Dutch TSO Profits Up on Paper, Flat Deliveries
Dutch state-owned transmission system operator Gasunie transported 124bn m³last year, compared with 126bn m³ in 2016, and revenues fell by a fifth to €1.241bn ($1.530bn), thanks to regulatory cuts to tariffs and lower capacity sales. Profits for the government were up 42% at €259mn, it said March 29, but down €151mn to €371mn on a normalised basis, because of regulatory cuts, if lower impairments are ignored. It achieved total security of supply, apart from "one brief disruption at a customer."
In 2017, to offset the decline in production of Groningen gas, Gasunie injected enough nitrogen to turn 11% more high-calorific gas into Groningen equivalent than it did in 2016. In 2013 it converted 5.7bn m³ into low-calorific gas; last year, it converted 25.8bn m³ – enough to meet all domestic demand. The company is planning to build another nitrogen injection facility as the government has decided on the total closure of Groningen from 2030, several decades earlier than expected.
Excluding impairments in 2016 and 2017, the normalised net profit fell €151mn to €370mn. The effect of the decrease in revenues was partially limited by cost savings, lower finance expenses and a higher result on investment in associates, it said.
Across the border, Gasunie Deutschland posted total net profit of €464mn over the last five years, and continuing regulatory tightening, based in part on the efficiency achieved, will lead to lower rates and lower results in the next five-year period. Gasunie booked an impairment of €150mn on the German network for last year. It expects a stable operating result for the coming years that will be in line with the normalised operating result for 2017.
EU imports up
Gasunie said it will remain a challenge to bridge the gap between European gas production and demand, so it decided last year to participate in the yet-to-be-built Eugal pipeline in Germany. The line will carry gas from Nord Stream 2, which is due onstream in 2019, down through Germany, roughly following Opal, which carries most of the 55bn m³/yr gas from the first Nord Stream line.
A decision was also made to facilitate reverse flow through Balgzand-Bacton Line in 2019, which will improve links between the Dutch Title Transfer Facility and the National Balancing Point in the UK – the two biggest gas hubs in Europe. "This move is expected to result in a significant increase in the trade between these two market areas," Gasunie said.

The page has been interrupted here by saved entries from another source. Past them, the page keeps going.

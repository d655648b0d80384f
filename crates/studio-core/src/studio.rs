//! Application state and its single mutation path.
//!
//! Every change to the studio goes through [`Studio::dispatch`]. Timer-driven
//! work (the simulated agent reply) is issued through the [`Scheduler`] the
//! studio was built with and comes back as [`Action::Deliver`].

use crate::agent::{AgentKind, AgentRegistry, AgentStatus};
use crate::config::{AdvancedSettings, BrowserConfig, Provider, SavedConfigs, ToolCallingMethod};
use crate::conversation::{ConversationLog, MessageKind, Sender};
use crate::credential::CredentialList;
use crate::preview::Preview;
use crate::profile::{ProfileField, ProfileStore};
use crate::scheduler::{ManualScheduler, ScheduledEvent, Scheduler, TimerId};
use crate::task::{Task, TaskTracker};
use crate::{Error, Result};
use serde::Serialize;
use std::collections::HashMap;
use std::str::FromStr;
use std::time::Duration;

pub const DEFAULT_REPLY_DELAY: Duration = Duration::from_millis(1000);
pub const EXECUTING_ACTION: &str = "Executing task";

/// How the chat panel drives the browser
#[derive(Debug, Clone, Copy, PartialEq, Eq, Default, Serialize)]
#[serde(rename_all = "lowercase")]
pub enum ControlMode {
    #[default]
    Auto,
    Manual,
    Guided,
}

impl FromStr for ControlMode {
    type Err = Error;

    fn from_str(s: &str) -> Result<Self> {
        match s.trim().to_lowercase().as_str() {
            "auto" => Ok(ControlMode::Auto),
            "manual" => Ok(ControlMode::Manual),
            "guided" => Ok(ControlMode::Guided),
            other => Err(Error::InvalidValue(format!("unknown mode '{}'", other))),
        }
    }
}

/// Everything the session knows, owned in one place
#[derive(Debug, Default, Serialize)]
#[serde(rename_all = "camelCase")]
pub struct AppState {
    pub conversation: ConversationLog,
    pub tasks: TaskTracker,
    pub agents: AgentRegistry,
    pub profiles: ProfileStore,
    pub credentials: CredentialList,
    pub config: BrowserConfig,
    pub saved_configs: SavedConfigs,
    pub preview: Preview,
    pub agent_active: bool,
    pub mode: ControlMode,
}

#[derive(Debug, Clone)]
pub enum Action {
    SendMessage(String),
    SetAgentActive(bool),
    SetMode(ControlMode),
    Deliver(ScheduledEvent),

    LaunchTask { name: String },
    AdvanceTask { id: u64, progress: u32, action: Option<String> },
    StopTask(u64),

    CreateAgent { name: String, kind: AgentKind, prompt: String },
    ToggleAgent(u64),
    RemoveAgent(u64),

    CreateProfile(String),
    SelectProfile(String),
    UpdateProfileField { profile: String, field: ProfileField, value: String },

    AddCredential { site: String, username: String, auto_login: bool },
    RemoveCredential(u64),

    SetProvider(Provider),
    SetModel(String),
    SetApiKey(String),
    SetBaseUrl(String),
    SetTemperature(f64),
    SetMaxSteps(u32),
    SetMaxActionsPerStep(u32),
    SetUseVision(bool),
    SetEnableScreenshot(bool),
    SetToolCallingMethod(ToolCallingMethod),
    SetAdvanced(AdvancedSettings),
    SetWorkflowEndpoint(String),
    SetStorage { url: String, key: String },
    SaveConfig(String),
    LoadConfig(String),

    Navigate(String),
    ToggleRecording,
}

/// What a dispatched action did
#[derive(Debug, Clone)]
pub enum Outcome {
    /// Input was accepted but ignored (blank message, nameless agent, ...)
    Unchanged,
    Updated,
    MessageSent {
        message_id: u64,
        task_id: Option<u64>,
        reply: Option<TimerId>,
    },
    ReplyPosted { message_id: u64 },
    TaskLaunched(u64),
    TaskUpdated(Task),
    AgentCreated(u64),
    AgentStatusChanged(AgentStatus),
    CredentialAdded(u64),
}

#[derive(Debug, Clone, Copy)]
struct PendingReply {
    timer: TimerId,
    task_id: Option<u64>,
}

pub struct Studio<S: Scheduler> {
    state: AppState,
    scheduler: S,
    reply_delay: Duration,
    /// Outstanding replies keyed by the user message that caused them
    pending: HashMap<u64, PendingReply>,
}

impl Default for Studio<ManualScheduler> {
    fn default() -> Self {
        Self::new(ManualScheduler::new())
    }
}

impl<S: Scheduler> Studio<S> {
    pub fn new(scheduler: S) -> Self {
        Self {
            state: AppState::default(),
            scheduler,
            reply_delay: DEFAULT_REPLY_DELAY,
            pending: HashMap::new(),
        }
    }

    pub fn with_reply_delay(mut self, delay: Duration) -> Self {
        self.reply_delay = delay;
        self
    }

    pub fn state(&self) -> &AppState {
        &self.state
    }

    pub fn scheduler(&self) -> &S {
        &self.scheduler
    }

    pub fn scheduler_mut(&mut self) -> &mut S {
        &mut self.scheduler
    }

    pub fn reply_delay(&self) -> Duration {
        self.reply_delay
    }

    pub fn pending_replies(&self) -> usize {
        self.pending.len()
    }

    /// Apply one action to the state
    pub fn dispatch(&mut self, action: Action) -> Result<Outcome> {
        tracing::trace!(?action, "dispatch");
        match action {
            Action::SendMessage(text) => Ok(self.send_message(text)),
            Action::SetAgentActive(active) => {
                self.state.agent_active = active;
                tracing::debug!("Agent {}", if active { "active" } else { "inactive" });
                Ok(Outcome::Updated)
            }
            Action::SetMode(mode) => {
                self.state.mode = mode;
                Ok(Outcome::Updated)
            }
            Action::Deliver(event) => Ok(self.deliver(event)),

            Action::LaunchTask { name } => {
                let name = name.trim();
                if name.is_empty() {
                    return Ok(Outcome::Unchanged);
                }
                Ok(Outcome::TaskLaunched(self.launch_task(name, None)))
            }
            Action::AdvanceTask {
                id,
                progress,
                action,
            } => {
                let task = self.state.tasks.advance(id, progress, action.as_deref())?;
                Ok(Outcome::TaskUpdated(task))
            }
            Action::StopTask(id) => {
                let task = self.state.tasks.stop(id)?;
                self.cancel_replies_for(id);
                Ok(Outcome::TaskUpdated(task))
            }

            Action::CreateAgent { name, kind, prompt } => {
                Ok(match self.state.agents.create_agent(&name, kind, &prompt) {
                    Some(agent) => Outcome::AgentCreated(agent.id),
                    None => Outcome::Unchanged,
                })
            }
            Action::ToggleAgent(id) => Ok(Outcome::AgentStatusChanged(
                self.state.agents.toggle_status(id)?,
            )),
            Action::RemoveAgent(id) => {
                self.state.agents.remove(id)?;
                Ok(Outcome::Updated)
            }

            Action::CreateProfile(name) => {
                self.state.profiles.create_profile(&name)?;
                Ok(Outcome::Updated)
            }
            Action::SelectProfile(name) => {
                self.state.profiles.select_profile(&name)?;
                Ok(Outcome::Updated)
            }
            Action::UpdateProfileField {
                profile,
                field,
                value,
            } => {
                self.state.profiles.update_field(&profile, field, &value)?;
                Ok(Outcome::Updated)
            }

            Action::AddCredential {
                site,
                username,
                auto_login,
            } => Ok(match self.state.credentials.add(&site, &username, auto_login) {
                Some(credential) => Outcome::CredentialAdded(credential.id),
                None => Outcome::Unchanged,
            }),
            Action::RemoveCredential(id) => {
                self.state.credentials.remove(id)?;
                Ok(Outcome::Updated)
            }

            Action::SetProvider(provider) => {
                self.state.config.set_provider(provider);
                Ok(Outcome::Updated)
            }
            Action::SetModel(model) => {
                self.state.config.set_model(&model)?;
                Ok(Outcome::Updated)
            }
            Action::SetApiKey(key) => {
                self.state.config.set_api_key(&key);
                Ok(Outcome::Updated)
            }
            Action::SetBaseUrl(url) => {
                self.state.config.base_url = url;
                Ok(Outcome::Updated)
            }
            Action::SetTemperature(t) => {
                self.state.config.set_temperature(t);
                Ok(Outcome::Updated)
            }
            Action::SetMaxSteps(n) => {
                self.state.config.max_steps = n;
                Ok(Outcome::Updated)
            }
            Action::SetMaxActionsPerStep(n) => {
                self.state.config.max_actions_per_step = n;
                Ok(Outcome::Updated)
            }
            Action::SetUseVision(on) => {
                self.state.config.use_vision = on;
                Ok(Outcome::Updated)
            }
            Action::SetEnableScreenshot(on) => {
                self.state.config.enable_screenshot = on;
                Ok(Outcome::Updated)
            }
            Action::SetToolCallingMethod(method) => {
                self.state.config.tool_calling_method = method;
                Ok(Outcome::Updated)
            }
            Action::SetAdvanced(advanced) => {
                self.state.config.advanced = advanced;
                Ok(Outcome::Updated)
            }
            Action::SetWorkflowEndpoint(url) => {
                self.state.config.integrations.workflow_endpoint = url;
                Ok(Outcome::Updated)
            }
            Action::SetStorage { url, key } => {
                self.state.config.integrations.storage_url = url;
                self.state.config.integrations.storage_key = key;
                Ok(Outcome::Updated)
            }

            Action::SaveConfig(name) => {
                self.state.saved_configs.save(&name, &self.state.config)?;
                Ok(Outcome::Updated)
            }
            Action::LoadConfig(name) => {
                self.state.config = self.state.saved_configs.get(&name)?.clone();
                tracing::debug!("Loaded configuration '{}'", name);
                Ok(Outcome::Updated)
            }

            Action::Navigate(url) => {
                self.state.preview.navigate(&url)?;
                Ok(Outcome::Updated)
            }
            Action::ToggleRecording => {
                self.state.preview.toggle_recording();
                Ok(Outcome::Updated)
            }
        }
    }

    /// Pretty JSON of the whole state, secrets redacted
    pub fn snapshot_json(&self) -> Result<String> {
        Ok(serde_json::to_string_pretty(&self.state)?)
    }

    fn send_message(&mut self, text: String) -> Outcome {
        if text.trim().is_empty() {
            return Outcome::Unchanged;
        }

        let message_id = self.state.conversation.append(text.clone(), Sender::User, None).id;

        if !self.state.agent_active {
            return Outcome::MessageSent {
                message_id,
                task_id: None,
                reply: None,
            };
        }

        let task_id = self.launch_task(text.trim(), Some(message_id));
        let timer = self.scheduler.schedule(
            self.reply_delay,
            ScheduledEvent::AgentReply {
                message_id,
                task_id: Some(task_id),
                input: text,
            },
        );
        self.pending.insert(
            message_id,
            PendingReply {
                timer,
                task_id: Some(task_id),
            },
        );
        tracing::debug!(
            "Reply to message {} scheduled in {:?}",
            message_id,
            self.reply_delay
        );

        Outcome::MessageSent {
            message_id,
            task_id: Some(task_id),
            reply: Some(timer),
        }
    }

    fn deliver(&mut self, event: ScheduledEvent) -> Outcome {
        match event {
            ScheduledEvent::AgentReply {
                message_id,
                task_id,
                input,
            } => {
                // Events can race a cancellation in real-time schedulers
                if self.pending.remove(&message_id).is_none() {
                    tracing::debug!("Dropping reply for message {}: no longer pending", message_id);
                    return Outcome::Unchanged;
                }

                let reply = format!("Browser Agent: Executing task: \"{}\"", input);
                let reply_id = self
                    .state
                    .conversation
                    .append(reply, Sender::Agent, Some(MessageKind::BrowserAction))
                    .id;

                if let Some(task_id) = task_id {
                    if self.state.tasks.set_action(task_id, EXECUTING_ACTION).is_err() {
                        tracing::debug!("Task {} finished before the reply arrived", task_id);
                    }
                }

                tracing::info!("Agent replied to message {}", message_id);
                Outcome::ReplyPosted {
                    message_id: reply_id,
                }
            }
        }
    }

    fn launch_task(&mut self, name: &str, origin: Option<u64>) -> u64 {
        let config = &self.state.config;
        tracing::info!(
            provider = %config.provider(),
            model = config.model(),
            max_steps = config.max_steps,
            "Launching task: {}",
            name
        );
        self.state.tasks.launch(name, origin).id
    }

    fn cancel_replies_for(&mut self, task_id: u64) {
        let scheduler = &mut self.scheduler;
        self.pending.retain(|message_id, pending| {
            if pending.task_id == Some(task_id) {
                scheduler.cancel(pending.timer);
                tracing::debug!("Cancelled reply to message {}", message_id);
                false
            } else {
                true
            }
        });
    }
}

impl Studio<ManualScheduler> {
    /// Advance virtual time and apply every event that came due
    pub fn advance(&mut self, by: Duration) -> Result<Vec<Outcome>> {
        let due = self.scheduler.advance(by);
        due.into_iter()
            .map(|event| self.dispatch(Action::Deliver(event)))
            .collect()
    }
}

And to create more import options and therefore further increase flexibility for the market in Germany, Gasunie and partners have launched a study on the development of a terminal for liquefied natural gas near Hamburg. There is already an excess of regasification capacity along northern Europe's coast, which might be soaked up early in the next decade if markets there yield the best netbacks for the growing number of sellers of LNG.